(EXERCISE OBJECTIVE) Give back every line of the material below that has the string "StartFinalResponse".

(THE DATA)

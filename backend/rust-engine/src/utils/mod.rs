pub mod selection;
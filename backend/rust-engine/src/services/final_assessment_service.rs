//! Non-adaptive final assessment for a recommended course: a fixed random
//! question set at the course difficulty, graded in one submission.

use std::collections::HashSet;
use std::sync::Arc;

use chrono::Utc;
use uuid::Uuid;

use crate::config::Config;
use crate::error::{EngineError, EngineResult};
use crate::models::{
    CourseProgress, FinalAnswer, FinalAssessmentAttempt, ProgressStatus, Question,
    StartFinalResponse, SubmitFinalResponse,
};
use crate::scoring::{normalize_option, round2};
use crate::store::{CatalogStore, ProgressStore};
use crate::utils::selection::sample_up_to;

const PASS_THRESHOLD: f64 = 60.0;

pub struct FinalAssessmentService {
    config: Config,
    catalog: Arc<dyn CatalogStore>,
    progress: Arc<dyn ProgressStore>,
}

impl FinalAssessmentService {
    pub fn new(
        config: Config,
        catalog: Arc<dyn CatalogStore>,
        progress: Arc<dyn ProgressStore>,
    ) -> Self {
        Self {
            config,
            catalog,
            progress,
        }
    }

    /// Draws the question set: course difficulty first, topped up from the
    /// rest of the topic when short.
    pub async fn start_final(
        &self,
        learner_id: Uuid,
        course_id: Uuid,
    ) -> EngineResult<StartFinalResponse> {
        let course = self
            .catalog
            .course(course_id)
            .await?
            .ok_or_else(|| EngineError::not_found("course", course_id))?;

        let pool = self.catalog.questions_by_topic(&course.topic).await?;
        let (at_level, others): (Vec<Question>, Vec<Question>) = pool
            .into_iter()
            .partition(|q| q.difficulty == course.difficulty);

        let mut rng = rand::rng();
        let mut questions = sample_up_to(&at_level, self.config.final_questions, &mut rng);
        if questions.len() < self.config.final_questions {
            let fill = self.config.final_questions - questions.len();
            questions.extend(sample_up_to(&others, fill, &mut rng));
        }
        if questions.is_empty() {
            return Err(EngineError::validation(
                "No questions available for this course topic.",
            ));
        }

        match self.progress.progress(learner_id, course_id).await? {
            Some(existing) if existing.status == ProgressStatus::Completed => {}
            Some(existing) => self.progress.upsert_progress(&existing).await?,
            None => {
                self.progress
                    .upsert_progress(&CourseProgress::new(learner_id, course_id))
                    .await?
            }
        }

        Ok(StartFinalResponse {
            questions: questions.iter().map(Question::public).collect(),
            course,
        })
    }

    pub async fn submit_final(
        &self,
        learner_id: Uuid,
        course_id: Uuid,
        answers: &[FinalAnswer],
    ) -> EngineResult<SubmitFinalResponse> {
        let course = self
            .catalog
            .course(course_id)
            .await?
            .ok_or_else(|| EngineError::not_found("course", course_id))?;

        if answers.is_empty() {
            return Err(EngineError::validation("Answers are required."));
        }
        let unique_ids: HashSet<Uuid> = answers.iter().map(|a| a.question_id).collect();
        if unique_ids.len() != answers.len() {
            return Err(EngineError::validation(
                "Duplicate question IDs are not allowed.",
            ));
        }

        let mut correct_count = 0u32;
        for answer in answers {
            let question = self
                .catalog
                .question(answer.question_id)
                .await?
                .filter(|q| q.topic.eq_ignore_ascii_case(&course.topic))
                .ok_or_else(|| {
                    EngineError::validation(
                        "One or more submitted questions are invalid for this course.",
                    )
                })?;
            if normalize_option(&answer.selected_option) == Some(question.correct_option) {
                correct_count += 1;
            }
        }

        let score = round2(correct_count as f64 / answers.len() as f64 * 100.0);
        let passed = score >= PASS_THRESHOLD;

        let previous = self
            .progress
            .final_attempt_count(learner_id, course_id)
            .await?;
        let final_attempt = FinalAssessmentAttempt {
            id: Uuid::new_v4(),
            learner_id,
            course_id,
            score,
            passed,
            attempts_count: previous + 1,
            created_at: Utc::now(),
        };
        self.progress.insert_final_attempt(&final_attempt).await?;

        let mut progress = self
            .progress
            .progress(learner_id, course_id)
            .await?
            .unwrap_or_else(|| CourseProgress::new(learner_id, course_id));
        progress.score = score;
        if passed {
            progress.status = ProgressStatus::Completed;
            progress.completed_at = Some(Utc::now());
        } else {
            progress.status = ProgressStatus::InProgress;
        }
        self.progress.upsert_progress(&progress).await?;

        tracing::info!(
            learner = %learner_id,
            course = %course_id,
            score,
            passed,
            "final assessment graded"
        );

        let message = if passed {
            "Assessment passed. You can now provide feedback.".to_string()
        } else {
            "Try again. You did not meet the pass threshold.".to_string()
        };
        Ok(SubmitFinalResponse {
            passed,
            score,
            message,
            final_attempt_id: final_attempt.id,
        })
    }
}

(SOLUTION TO THIS PROBLEM)
    StartFinalResponse, SubmitFinalResponse,
    ) -> EngineResult<StartFinalResponse> {
        Ok(StartFinalResponse {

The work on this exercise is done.